[Stored items]

####################

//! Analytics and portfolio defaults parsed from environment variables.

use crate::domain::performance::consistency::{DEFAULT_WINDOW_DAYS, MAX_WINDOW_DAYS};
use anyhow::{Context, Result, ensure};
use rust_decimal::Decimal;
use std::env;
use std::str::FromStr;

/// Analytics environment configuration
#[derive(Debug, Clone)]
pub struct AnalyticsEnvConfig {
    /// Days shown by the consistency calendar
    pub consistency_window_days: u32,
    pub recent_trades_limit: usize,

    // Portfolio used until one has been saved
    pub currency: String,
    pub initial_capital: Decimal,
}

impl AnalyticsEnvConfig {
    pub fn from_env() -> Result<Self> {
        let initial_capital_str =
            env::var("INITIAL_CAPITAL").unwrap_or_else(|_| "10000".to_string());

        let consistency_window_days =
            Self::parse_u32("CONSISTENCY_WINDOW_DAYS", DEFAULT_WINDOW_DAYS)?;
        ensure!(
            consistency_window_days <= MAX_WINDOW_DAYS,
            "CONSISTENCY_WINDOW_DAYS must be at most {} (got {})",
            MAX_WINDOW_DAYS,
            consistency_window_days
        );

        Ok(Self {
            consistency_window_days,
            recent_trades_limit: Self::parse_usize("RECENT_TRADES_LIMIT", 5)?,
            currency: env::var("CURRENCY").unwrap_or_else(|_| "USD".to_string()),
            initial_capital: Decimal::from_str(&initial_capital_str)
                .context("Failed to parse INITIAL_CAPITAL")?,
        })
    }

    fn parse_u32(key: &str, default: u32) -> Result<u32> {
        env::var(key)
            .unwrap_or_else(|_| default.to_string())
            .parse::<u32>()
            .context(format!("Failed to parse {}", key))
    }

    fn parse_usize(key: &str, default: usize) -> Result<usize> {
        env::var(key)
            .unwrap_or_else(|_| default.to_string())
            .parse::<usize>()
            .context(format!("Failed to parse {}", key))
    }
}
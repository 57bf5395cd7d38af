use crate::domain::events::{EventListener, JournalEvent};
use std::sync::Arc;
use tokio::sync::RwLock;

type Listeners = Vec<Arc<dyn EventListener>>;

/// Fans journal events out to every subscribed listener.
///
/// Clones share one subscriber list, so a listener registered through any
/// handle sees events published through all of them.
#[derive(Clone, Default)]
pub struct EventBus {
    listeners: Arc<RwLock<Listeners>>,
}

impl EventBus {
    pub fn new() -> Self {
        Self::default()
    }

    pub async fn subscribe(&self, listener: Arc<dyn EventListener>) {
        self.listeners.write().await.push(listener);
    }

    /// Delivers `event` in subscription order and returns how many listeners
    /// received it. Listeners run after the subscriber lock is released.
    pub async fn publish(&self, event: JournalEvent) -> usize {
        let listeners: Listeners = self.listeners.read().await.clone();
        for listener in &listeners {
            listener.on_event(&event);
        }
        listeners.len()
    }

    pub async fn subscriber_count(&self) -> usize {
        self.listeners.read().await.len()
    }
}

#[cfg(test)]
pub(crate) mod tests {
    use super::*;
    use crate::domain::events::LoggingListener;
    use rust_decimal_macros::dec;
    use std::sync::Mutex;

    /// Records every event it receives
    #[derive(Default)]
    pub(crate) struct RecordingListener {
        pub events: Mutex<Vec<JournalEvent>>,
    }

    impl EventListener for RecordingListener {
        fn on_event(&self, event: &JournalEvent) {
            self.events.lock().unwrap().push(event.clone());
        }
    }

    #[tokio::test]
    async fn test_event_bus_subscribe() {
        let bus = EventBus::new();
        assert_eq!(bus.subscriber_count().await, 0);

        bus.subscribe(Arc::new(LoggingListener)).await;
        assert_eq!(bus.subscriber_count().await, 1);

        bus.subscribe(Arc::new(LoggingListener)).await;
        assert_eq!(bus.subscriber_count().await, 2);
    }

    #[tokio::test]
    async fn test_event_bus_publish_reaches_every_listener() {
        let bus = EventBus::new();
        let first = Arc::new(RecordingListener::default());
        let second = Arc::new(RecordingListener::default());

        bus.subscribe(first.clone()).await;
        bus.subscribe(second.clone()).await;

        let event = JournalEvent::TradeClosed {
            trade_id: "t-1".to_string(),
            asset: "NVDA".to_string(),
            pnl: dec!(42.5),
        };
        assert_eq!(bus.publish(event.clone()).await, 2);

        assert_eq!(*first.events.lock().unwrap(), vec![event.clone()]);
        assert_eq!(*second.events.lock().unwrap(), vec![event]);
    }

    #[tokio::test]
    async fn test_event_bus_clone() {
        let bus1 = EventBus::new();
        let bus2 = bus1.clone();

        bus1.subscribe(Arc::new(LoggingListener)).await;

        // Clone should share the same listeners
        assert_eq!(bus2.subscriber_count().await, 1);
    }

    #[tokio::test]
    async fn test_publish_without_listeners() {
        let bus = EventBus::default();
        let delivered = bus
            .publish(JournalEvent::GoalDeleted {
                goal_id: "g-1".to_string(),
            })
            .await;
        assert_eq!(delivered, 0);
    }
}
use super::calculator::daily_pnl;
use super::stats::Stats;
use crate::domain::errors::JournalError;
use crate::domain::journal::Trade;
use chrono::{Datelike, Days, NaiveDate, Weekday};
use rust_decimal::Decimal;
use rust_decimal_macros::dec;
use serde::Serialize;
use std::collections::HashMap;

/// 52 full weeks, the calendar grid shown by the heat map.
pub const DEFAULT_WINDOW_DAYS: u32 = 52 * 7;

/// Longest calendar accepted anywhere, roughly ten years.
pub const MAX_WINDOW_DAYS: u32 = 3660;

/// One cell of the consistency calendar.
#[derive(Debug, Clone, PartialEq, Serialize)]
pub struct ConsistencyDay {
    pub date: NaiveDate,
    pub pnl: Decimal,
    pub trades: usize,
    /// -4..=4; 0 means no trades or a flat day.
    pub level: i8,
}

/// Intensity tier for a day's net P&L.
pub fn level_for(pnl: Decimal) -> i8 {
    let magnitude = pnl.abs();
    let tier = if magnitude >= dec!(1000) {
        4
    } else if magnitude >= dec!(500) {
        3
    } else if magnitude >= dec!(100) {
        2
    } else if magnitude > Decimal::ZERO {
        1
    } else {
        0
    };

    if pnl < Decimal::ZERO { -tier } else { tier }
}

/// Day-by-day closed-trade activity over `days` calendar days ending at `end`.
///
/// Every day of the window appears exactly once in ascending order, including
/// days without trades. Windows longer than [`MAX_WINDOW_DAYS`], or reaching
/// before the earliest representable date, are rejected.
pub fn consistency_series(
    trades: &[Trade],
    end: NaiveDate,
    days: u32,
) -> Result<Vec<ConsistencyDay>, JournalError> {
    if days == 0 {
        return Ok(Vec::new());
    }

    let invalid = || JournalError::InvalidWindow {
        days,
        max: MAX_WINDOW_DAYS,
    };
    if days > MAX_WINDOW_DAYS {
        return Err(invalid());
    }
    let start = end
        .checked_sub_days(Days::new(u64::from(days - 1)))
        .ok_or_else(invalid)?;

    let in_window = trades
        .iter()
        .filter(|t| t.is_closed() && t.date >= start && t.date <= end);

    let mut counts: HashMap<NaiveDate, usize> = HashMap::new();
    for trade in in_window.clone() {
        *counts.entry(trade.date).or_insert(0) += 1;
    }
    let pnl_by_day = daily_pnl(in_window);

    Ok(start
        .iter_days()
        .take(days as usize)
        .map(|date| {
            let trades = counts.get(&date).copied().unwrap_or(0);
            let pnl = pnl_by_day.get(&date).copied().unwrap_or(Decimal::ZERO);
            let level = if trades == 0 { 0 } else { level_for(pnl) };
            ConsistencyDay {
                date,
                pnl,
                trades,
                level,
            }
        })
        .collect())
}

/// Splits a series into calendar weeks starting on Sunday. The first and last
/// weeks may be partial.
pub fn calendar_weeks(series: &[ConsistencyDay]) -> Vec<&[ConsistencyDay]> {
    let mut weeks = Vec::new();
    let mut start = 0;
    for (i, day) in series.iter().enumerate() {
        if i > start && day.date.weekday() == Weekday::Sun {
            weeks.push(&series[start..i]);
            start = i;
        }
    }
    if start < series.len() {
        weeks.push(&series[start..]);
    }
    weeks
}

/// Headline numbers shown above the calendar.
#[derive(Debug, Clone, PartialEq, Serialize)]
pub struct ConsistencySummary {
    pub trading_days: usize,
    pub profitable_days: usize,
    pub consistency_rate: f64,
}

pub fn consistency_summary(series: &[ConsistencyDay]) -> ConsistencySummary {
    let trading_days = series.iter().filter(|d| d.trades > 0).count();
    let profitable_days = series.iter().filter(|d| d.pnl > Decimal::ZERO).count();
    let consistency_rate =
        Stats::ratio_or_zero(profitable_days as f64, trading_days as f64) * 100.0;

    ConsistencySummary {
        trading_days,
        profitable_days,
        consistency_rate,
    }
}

####################

Here the output must be the lines above from the line with "fn on_event(&self, event: &JournalEvent)" to the line with "the consistency calendar.", both included, duplicated word for word and nothing else.

▸ **Answer**
        fn on_event(&self, event: &JournalEvent) {
            self.events.lock().unwrap().push(event.clone());
        }
    }

    #[tokio::test]
    async fn test_event_bus_subscribe() {
        let bus = EventBus::new();
        assert_eq!(bus.subscriber_count().await, 0);

        bus.subscribe(Arc::new(LoggingListener)).await;
        assert_eq!(bus.subscriber_count().await, 1);

        bus.subscribe(Arc::new(LoggingListener)).await;
        assert_eq!(bus.subscriber_count().await, 2);
    }

    #[tokio::test]
    async fn test_event_bus_publish_reaches_every_listener() {
        let bus = EventBus::new();
        let first = Arc::new(RecordingListener::default());
        let second = Arc::new(RecordingListener::default());

        bus.subscribe(first.clone()).await;
        bus.subscribe(second.clone()).await;

        let event = JournalEvent::TradeClosed {
            trade_id: "t-1".to_string(),
            asset: "NVDA".to_string(),
            pnl: dec!(42.5),
        };
        assert_eq!(bus.publish(event.clone()).await, 2);

        assert_eq!(*first.events.lock().unwrap(), vec![event.clone()]);
        assert_eq!(*second.events.lock().unwrap(), vec![event]);
    }

    #[tokio::test]
    async fn test_event_bus_clone() {
        let bus1 = EventBus::new();
        let bus2 = bus1.clone();

        bus1.subscribe(Arc::new(LoggingListener)).await;

        // Clone should share the same listeners
        assert_eq!(bus2.subscriber_count().await, 1);
    }

    #[tokio::test]
    async fn test_publish_without_listeners() {
        let bus = EventBus::default();
        let delivered = bus
            .publish(JournalEvent::GoalDeleted {
                goal_id: "g-1".to_string(),
            })
            .await;
        assert_eq!(delivered, 0);
    }
}
use super::calculator::daily_pnl;
use super::stats::Stats;
use crate::domain::errors::JournalError;
use crate::domain::journal::Trade;
use chrono::{Datelike, Days, NaiveDate, Weekday};
use rust_decimal::Decimal;
use rust_decimal_macros::dec;
use serde::Serialize;
use std::collections::HashMap;

/// 52 full weeks, the calendar grid shown by the heat map.
pub const DEFAULT_WINDOW_DAYS: u32 = 52 * 7;

/// Longest calendar accepted anywhere, roughly ten years.
pub const MAX_WINDOW_DAYS: u32 = 3660;

/// One cell of the consistency calendar.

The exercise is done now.